10 Ways Your Startup Lawyer is Overcharging You
So you have a startup and you just signed on with a lawyer that offers deferred payment for a certain amount of legal services until you raise a round. You think this is great, and you happily sign their legal service agreement specifying how they’ll charge you. You don’t have to worry about paying the bill until you’re a funded startup so you don’t pay much attention to it.
A little bit of time passes and you haven’t used your lawyers too much, but it seems they’ve already hit their free services cap. How did that happen so fast? Now you’re having mini heart attacks each time you open their bills.
I recently caught up with a lawyer friend who provides a service of reviewing legal bills. He totally opened my eyes and I felt that this information was vital to be shared with the rest of the startup community.
Firstly, let’s go back to that services agreement you signed. If you think about it, if your lawyer isn’t giving you a services contract that benefits them, they’re probably not very good lawyers. It likely has all sorts of clauses in there for how they can take their pound of flesh. But that doesn’t mean you can’t push back and negotiate these terms. Just make sure they don’t charge you for negotiating the contract!
Here are some things you should watch out for:
Lawyers have hourly rates. But they usually bill you in six minute increments. So let’s say a lawyer’s fee is $600 per hour (which is $10 per minute). He speaks to you on the phone for 2 minutes. That just cost you $60. Not $20. That’s a $40 rounding charge. Wow. Another way to think of it is a 200% markup.
You can push back on this. If the firm says they technically can’t bill in lower increments, then politely ask for them to round down rather than round up or request a flat fee discount (such as 10%) for rounded time.
- Hourly Rates are variable.
Can you imagine saying to your customers that your rates are variable and it depends on who does the work, and then not publishing that schedule of fees? No? Well, lawyers do this all the time.
Ask them to explicitly state the rates of the lawyers who will likely be working on your account and push for their floor rates. You can ask for this: you’re a startup.
- Hourly Rates are subject to increase.
There’s likely a clause that essentially says they can increase rates at their own discretion and the new rate will show up in the bill after it has been incurred. Again, imagine telling your customers that you’re going to increase the rates and bill them without giving them notice!
Make sure they seek approval for these increases in advance.

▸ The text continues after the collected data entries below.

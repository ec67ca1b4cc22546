//! # Parley Cache
//!
//! Consistency layer between the messaging service and its cache tier.
//!
//! Reads go through [`CacheGateway::read_through`], which consults the cache
//! and falls back to the relational store on a miss. Writes go through
//! [`CacheGateway::write_then_invalidate`], which commits to the store first
//! and then deletes every cached entry the write made stale. When the cache
//! tier is unreachable the gateway degrades to direct store access; a cache
//! outage never fails a request.

pub mod gateway;
pub mod invalidation;
pub mod keys;
pub mod metrics;
pub mod probe;
pub mod stats;
pub mod store;
pub mod ttl;

pub use gateway::{CacheGateway, GatewayOptions};
pub use invalidation::{
    InvalidationPropagator, InvalidationReport, InvalidationSet, InvalidationSink,
    InvalidationTarget, TracingInvalidationSink, UserKeys, WriteOp,
};
pub use keys::{CacheKey, EntityKind, EntityRef, KeyPattern};
pub use parley_resilience::Availability;
pub use probe::spawn_availability_probe;
pub use stats::{CacheStats, KindStats, StatsSnapshot};
pub use store::{CacheStore, InMemoryCacheStore, RedisCacheStore};
pub use ttl::TtlPolicy;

- Charging for law students.
Make sure that you don’t get billed $200 per hour for a law student. It’s not your responsibility to pay for their education. You might be thinking, “Of course, no law firm would charge me for a student!” Think again.
- Third Party Expenses.
There’s a clause in your agreement that talks about incurring expenses in connection with your representation and they can bill you for these up to a certain amount without prior approval.

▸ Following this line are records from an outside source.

//! Cache tier abstraction.
//!
//! The gateway talks to the cache tier only through [`CacheStore`]. Values
//! are JSON strings so the trait stays object-safe.

mod memory;
mod redis_store;

pub use memory::{InMemoryCacheStore, OperationCounts};
pub use redis_store::{create_pool, RedisCacheStore};

use crate::keys::{CacheKey, KeyPattern};
use async_trait::async_trait;
use parley_core::ParleyResult;
use std::time::Duration;

/// Key-value cache tier with per-entry TTL.
///
/// Implementations report an unreachable tier as `CacheUnavailable`.
#[cfg_attr(test, mockall::automock)]
#[async_trait]
pub trait CacheStore: Send + Sync {
    /// Get a raw JSON value.
    ///
    /// Returns `None` if the key doesn't exist or has expired.
    async fn get(&self, key: &CacheKey) -> ParleyResult<Option<String>>;

    /// Set a raw JSON value that expires after `ttl`.
    async fn set(&self, key: &CacheKey, value: &str, ttl: Duration) -> ParleyResult<()>;

    /// Delete a value.
    ///
    /// Returns `true` if the key existed.
    async fn delete(&self, key: &CacheKey) -> ParleyResult<bool>;

    /// Delete every key of a paginated family.
    ///
    /// Returns the number of keys deleted.
    async fn delete_pattern(&self, pattern: &KeyPattern) -> ParleyResult<u64>;

    /// Round-trip to the tier without touching data.
    async fn ping(&self) -> ParleyResult<()>;
}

Tell them you require them to get your approval before incurring such expenses. And list out the expenses you will not pay for. It’s likely they will have a clause detailing the types of third party expenses they can incur on your behalf. Push back on this list and exclude items like mileage, travel, food, phone charges, copying and research expenses such as Lexis-Nexis, storage and data management services.
- Travel Time.
Let’s say they need to fly across the country for a meeting. They will charge you for their travel time. They may be doing work for someone else while they travel, but they’ll charge you as well. And they may combine their trip with a meeting they need to take for another client, so they could charge them for travel time as well.
Push back on this and say you won’t pay for travel time.
- Resource double-up.
You’ll have a conference call scheduled and they’ll invite additional attorneys to sit in. And they’ll charge you for it, even though they may not say a word during the meeting.
Add a clause to your contract that says, “We agree not to bill you for any more than one attorney on any conference call with you.“
- Vague line items.
If you receive a bill that just says “Legal Services”, then it’s going to be pretty hard to dispute. Make sure you ask for detailed descriptions and that they don’t charge you for any time they spend detailing their time.
- Value Billing.
Let’s say your lawyer wrote a legal brief for another client and it took him 8 hours. If you have a similar case, he may be able to simply tweak the brief he wrote in the first case and use it in your case. Let’s say he spent 1 hour tweaking the old brief to fit into your case. He should only bill 1 hour for that, but some attorneys will bill the full 8 hours for the second brief as if they had created it from scratch.
- Routine Services.
There are a bunch of legal services you just don’t need a top shelf Silicon Valley lawyer for. If you use your lawyer, you’ll get charged way more than if you used a regular lawyer or even an online legal service. For example, I recently used MyUSACorporation.com to change my company’s name. It was simple and painless and a couple hundred dollars.
I hope this list was helpful to you, and if it was please share it so others can benefit from this wisdom. It’s time we disrupted Legal Bills!